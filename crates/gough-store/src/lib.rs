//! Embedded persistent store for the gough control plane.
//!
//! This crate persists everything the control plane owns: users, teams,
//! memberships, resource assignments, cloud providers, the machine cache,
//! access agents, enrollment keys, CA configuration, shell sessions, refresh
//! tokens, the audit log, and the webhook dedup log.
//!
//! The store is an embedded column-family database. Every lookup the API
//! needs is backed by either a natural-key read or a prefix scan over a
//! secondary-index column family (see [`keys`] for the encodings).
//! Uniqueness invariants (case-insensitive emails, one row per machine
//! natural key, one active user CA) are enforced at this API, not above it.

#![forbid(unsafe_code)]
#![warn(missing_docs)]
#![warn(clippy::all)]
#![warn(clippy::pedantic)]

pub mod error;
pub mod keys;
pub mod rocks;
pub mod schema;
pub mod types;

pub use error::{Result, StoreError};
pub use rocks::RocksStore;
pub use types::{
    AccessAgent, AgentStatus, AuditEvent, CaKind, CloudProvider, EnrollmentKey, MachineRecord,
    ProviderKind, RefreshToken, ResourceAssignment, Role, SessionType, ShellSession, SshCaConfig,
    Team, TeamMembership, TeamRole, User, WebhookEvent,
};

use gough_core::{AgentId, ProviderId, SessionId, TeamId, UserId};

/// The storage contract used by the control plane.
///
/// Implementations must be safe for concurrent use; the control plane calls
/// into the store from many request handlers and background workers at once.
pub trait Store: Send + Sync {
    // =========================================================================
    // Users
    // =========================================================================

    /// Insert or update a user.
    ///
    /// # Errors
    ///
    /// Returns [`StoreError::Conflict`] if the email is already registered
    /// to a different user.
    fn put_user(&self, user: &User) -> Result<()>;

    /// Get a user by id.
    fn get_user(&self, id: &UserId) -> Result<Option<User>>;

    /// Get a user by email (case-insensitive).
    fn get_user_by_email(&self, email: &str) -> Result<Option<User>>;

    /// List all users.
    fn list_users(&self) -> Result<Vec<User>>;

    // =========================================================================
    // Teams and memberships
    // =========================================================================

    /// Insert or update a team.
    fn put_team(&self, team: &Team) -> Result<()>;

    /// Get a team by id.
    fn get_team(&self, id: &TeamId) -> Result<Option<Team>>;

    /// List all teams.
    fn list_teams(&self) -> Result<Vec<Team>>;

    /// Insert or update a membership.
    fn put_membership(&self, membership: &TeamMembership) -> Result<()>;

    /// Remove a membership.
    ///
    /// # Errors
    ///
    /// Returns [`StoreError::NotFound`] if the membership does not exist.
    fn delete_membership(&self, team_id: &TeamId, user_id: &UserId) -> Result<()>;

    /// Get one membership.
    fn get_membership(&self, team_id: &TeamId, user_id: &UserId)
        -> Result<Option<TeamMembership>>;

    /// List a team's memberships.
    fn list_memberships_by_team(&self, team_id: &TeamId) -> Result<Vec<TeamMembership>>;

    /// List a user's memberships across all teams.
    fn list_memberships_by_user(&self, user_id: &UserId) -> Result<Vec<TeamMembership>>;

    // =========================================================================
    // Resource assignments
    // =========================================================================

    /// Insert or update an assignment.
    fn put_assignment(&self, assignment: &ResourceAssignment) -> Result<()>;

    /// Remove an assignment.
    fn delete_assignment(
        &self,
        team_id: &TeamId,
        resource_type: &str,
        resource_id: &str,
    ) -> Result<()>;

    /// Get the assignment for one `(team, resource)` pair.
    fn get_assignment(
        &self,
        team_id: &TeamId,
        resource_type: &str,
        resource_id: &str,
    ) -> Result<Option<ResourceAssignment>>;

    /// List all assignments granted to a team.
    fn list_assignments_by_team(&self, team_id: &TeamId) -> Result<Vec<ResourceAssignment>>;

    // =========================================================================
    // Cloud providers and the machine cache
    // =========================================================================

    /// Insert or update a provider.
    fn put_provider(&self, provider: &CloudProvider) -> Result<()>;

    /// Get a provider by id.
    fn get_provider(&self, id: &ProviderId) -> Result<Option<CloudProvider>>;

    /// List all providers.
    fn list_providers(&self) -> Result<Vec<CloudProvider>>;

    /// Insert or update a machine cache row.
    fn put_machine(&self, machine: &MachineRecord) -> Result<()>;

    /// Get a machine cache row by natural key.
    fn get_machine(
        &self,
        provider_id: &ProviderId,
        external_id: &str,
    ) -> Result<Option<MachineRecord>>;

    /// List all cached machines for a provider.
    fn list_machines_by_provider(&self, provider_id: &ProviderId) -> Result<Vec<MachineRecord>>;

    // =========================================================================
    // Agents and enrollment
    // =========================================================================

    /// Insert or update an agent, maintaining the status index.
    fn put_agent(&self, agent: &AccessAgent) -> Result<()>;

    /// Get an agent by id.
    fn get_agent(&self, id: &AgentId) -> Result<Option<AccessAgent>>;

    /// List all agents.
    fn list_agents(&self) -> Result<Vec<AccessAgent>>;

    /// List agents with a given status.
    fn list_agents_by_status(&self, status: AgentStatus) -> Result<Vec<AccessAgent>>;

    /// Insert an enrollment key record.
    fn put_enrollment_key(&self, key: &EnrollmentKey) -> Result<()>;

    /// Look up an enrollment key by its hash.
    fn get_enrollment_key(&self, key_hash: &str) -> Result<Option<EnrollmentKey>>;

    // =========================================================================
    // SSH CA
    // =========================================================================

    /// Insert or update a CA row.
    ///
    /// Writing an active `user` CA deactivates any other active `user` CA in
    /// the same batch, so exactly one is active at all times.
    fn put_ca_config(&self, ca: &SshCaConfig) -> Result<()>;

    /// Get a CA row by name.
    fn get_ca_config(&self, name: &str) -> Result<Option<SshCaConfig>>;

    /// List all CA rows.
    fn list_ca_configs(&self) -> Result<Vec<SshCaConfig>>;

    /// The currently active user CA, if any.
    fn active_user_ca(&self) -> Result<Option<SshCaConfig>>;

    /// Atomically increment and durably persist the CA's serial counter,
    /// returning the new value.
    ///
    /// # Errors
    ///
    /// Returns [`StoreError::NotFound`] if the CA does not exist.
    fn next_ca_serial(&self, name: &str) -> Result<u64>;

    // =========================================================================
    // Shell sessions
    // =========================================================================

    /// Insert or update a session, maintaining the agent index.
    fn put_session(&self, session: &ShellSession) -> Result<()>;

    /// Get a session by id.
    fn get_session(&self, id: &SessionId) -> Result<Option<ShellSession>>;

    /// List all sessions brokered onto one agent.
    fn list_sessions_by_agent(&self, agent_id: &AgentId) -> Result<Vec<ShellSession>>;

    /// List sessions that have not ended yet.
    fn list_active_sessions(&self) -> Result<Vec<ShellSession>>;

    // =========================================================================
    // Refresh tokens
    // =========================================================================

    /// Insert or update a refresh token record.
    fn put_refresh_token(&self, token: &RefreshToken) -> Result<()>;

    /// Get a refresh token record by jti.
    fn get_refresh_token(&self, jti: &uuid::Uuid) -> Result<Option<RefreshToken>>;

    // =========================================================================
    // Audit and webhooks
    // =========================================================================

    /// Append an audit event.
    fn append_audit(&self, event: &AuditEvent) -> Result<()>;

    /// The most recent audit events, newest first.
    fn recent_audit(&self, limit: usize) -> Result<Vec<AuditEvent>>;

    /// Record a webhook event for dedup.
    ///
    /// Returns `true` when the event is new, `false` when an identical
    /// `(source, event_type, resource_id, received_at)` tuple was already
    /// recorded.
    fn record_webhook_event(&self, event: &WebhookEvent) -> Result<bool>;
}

#####

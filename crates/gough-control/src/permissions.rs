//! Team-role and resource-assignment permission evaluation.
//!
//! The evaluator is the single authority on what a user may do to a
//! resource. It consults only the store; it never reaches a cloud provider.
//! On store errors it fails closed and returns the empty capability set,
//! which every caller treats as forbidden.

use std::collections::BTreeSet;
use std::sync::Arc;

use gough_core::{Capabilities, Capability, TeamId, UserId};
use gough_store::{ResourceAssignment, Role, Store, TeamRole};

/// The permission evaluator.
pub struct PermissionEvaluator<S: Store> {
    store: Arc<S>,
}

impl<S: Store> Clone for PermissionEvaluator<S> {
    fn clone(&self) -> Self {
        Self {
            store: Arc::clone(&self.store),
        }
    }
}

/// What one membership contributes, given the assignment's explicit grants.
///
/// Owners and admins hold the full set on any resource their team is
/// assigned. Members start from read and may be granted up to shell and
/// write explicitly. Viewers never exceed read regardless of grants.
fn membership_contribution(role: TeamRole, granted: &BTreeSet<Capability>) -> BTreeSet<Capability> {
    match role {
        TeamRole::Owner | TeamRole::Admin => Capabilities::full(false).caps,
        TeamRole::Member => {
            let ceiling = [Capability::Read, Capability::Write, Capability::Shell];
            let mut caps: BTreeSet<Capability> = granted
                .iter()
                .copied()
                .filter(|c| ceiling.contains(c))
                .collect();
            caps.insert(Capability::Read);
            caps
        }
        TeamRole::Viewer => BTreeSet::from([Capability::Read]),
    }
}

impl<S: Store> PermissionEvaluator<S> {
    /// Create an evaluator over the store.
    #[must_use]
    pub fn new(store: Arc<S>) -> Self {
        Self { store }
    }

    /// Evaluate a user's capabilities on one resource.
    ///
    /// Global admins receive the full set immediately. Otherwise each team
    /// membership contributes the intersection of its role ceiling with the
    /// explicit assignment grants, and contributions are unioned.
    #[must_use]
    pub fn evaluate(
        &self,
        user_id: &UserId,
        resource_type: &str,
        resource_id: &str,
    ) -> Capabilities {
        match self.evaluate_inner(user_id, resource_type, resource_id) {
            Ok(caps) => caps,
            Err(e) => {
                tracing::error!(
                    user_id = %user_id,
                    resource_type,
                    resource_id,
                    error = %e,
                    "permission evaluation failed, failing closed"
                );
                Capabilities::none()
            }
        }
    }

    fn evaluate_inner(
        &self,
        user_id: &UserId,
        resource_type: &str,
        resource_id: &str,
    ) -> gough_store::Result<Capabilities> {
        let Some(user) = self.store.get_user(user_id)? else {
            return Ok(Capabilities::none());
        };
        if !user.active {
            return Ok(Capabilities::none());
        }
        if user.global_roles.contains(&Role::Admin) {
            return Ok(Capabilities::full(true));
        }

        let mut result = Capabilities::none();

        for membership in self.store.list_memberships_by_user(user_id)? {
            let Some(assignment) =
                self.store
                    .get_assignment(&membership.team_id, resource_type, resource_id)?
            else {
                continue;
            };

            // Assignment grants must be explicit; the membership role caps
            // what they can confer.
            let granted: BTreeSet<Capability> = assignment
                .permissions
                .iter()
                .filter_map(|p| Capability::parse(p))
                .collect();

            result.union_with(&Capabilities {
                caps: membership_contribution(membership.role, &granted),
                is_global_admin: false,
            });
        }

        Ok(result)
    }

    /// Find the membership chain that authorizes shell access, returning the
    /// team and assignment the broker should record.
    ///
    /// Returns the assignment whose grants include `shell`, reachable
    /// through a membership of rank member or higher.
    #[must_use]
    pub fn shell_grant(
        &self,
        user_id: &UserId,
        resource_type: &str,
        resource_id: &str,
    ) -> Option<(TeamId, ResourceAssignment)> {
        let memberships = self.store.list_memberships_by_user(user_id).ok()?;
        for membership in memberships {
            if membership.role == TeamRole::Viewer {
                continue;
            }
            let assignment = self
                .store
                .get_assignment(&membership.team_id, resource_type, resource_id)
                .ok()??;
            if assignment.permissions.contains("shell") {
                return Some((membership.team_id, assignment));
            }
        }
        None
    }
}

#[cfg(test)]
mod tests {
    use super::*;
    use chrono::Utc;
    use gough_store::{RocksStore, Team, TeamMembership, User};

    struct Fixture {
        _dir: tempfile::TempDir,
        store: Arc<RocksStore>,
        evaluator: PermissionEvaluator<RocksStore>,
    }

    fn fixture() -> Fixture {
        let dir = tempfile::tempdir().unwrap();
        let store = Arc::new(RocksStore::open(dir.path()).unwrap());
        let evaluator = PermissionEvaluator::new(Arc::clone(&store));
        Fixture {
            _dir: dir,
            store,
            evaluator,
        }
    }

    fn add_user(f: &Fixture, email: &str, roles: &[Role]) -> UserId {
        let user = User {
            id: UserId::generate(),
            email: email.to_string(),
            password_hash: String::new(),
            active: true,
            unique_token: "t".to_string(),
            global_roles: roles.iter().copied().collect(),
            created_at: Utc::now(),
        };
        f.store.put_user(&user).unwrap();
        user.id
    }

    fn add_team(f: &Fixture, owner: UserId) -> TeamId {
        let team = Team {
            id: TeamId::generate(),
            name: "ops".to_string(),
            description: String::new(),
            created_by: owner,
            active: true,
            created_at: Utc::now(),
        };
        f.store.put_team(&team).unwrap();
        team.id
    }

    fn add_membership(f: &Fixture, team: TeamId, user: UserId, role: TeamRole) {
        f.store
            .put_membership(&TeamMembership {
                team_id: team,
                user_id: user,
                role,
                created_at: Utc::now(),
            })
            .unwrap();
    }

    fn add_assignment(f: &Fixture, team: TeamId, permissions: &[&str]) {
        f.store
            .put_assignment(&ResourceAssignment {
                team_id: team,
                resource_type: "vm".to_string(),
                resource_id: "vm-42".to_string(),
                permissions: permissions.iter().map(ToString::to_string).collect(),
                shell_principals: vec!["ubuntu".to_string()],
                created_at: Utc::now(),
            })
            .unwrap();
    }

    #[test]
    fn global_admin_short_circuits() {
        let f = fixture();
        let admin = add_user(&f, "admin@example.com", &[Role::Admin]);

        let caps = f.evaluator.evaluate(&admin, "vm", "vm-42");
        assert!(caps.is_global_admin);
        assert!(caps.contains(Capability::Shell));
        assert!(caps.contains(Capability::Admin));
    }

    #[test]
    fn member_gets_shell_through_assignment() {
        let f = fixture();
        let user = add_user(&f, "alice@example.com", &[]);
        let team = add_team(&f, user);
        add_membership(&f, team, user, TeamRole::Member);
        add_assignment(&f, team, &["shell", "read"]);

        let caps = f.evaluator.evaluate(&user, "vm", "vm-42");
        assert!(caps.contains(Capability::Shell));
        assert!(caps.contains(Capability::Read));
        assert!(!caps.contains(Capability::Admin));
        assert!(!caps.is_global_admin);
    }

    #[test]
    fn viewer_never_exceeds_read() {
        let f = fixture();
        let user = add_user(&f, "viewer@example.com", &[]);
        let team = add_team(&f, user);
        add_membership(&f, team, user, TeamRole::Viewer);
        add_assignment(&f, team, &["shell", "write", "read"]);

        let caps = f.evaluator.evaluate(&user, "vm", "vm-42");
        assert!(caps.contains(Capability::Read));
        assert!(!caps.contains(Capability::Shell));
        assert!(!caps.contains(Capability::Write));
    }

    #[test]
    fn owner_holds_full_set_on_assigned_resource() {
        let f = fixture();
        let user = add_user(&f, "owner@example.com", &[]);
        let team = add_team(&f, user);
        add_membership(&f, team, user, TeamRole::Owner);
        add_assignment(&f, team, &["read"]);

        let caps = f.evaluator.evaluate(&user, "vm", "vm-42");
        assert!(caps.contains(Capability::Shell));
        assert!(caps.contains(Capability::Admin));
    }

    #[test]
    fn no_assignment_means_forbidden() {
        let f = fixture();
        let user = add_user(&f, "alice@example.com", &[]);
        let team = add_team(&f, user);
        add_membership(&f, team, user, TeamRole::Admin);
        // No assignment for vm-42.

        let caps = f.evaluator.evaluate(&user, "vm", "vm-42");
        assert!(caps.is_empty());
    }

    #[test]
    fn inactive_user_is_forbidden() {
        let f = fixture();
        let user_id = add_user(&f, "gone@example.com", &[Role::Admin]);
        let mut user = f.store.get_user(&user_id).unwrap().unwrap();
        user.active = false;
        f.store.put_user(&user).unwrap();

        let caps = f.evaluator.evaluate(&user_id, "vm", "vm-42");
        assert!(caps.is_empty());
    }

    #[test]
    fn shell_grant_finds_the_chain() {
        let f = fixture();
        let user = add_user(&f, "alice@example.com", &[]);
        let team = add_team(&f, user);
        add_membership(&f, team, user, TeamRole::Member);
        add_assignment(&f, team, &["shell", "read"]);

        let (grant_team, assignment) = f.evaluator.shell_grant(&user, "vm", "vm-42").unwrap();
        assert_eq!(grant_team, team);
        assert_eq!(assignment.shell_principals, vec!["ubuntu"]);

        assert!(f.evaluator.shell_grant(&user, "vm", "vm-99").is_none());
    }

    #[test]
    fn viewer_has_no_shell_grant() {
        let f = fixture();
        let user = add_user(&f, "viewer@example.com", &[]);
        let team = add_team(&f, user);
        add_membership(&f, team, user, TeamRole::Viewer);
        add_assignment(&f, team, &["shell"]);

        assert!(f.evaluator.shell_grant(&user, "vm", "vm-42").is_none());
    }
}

#####

◆ Exercise ◆
Look over the records above and say, with no extra words, how many lines include "admins".

◆ Response box ◆
2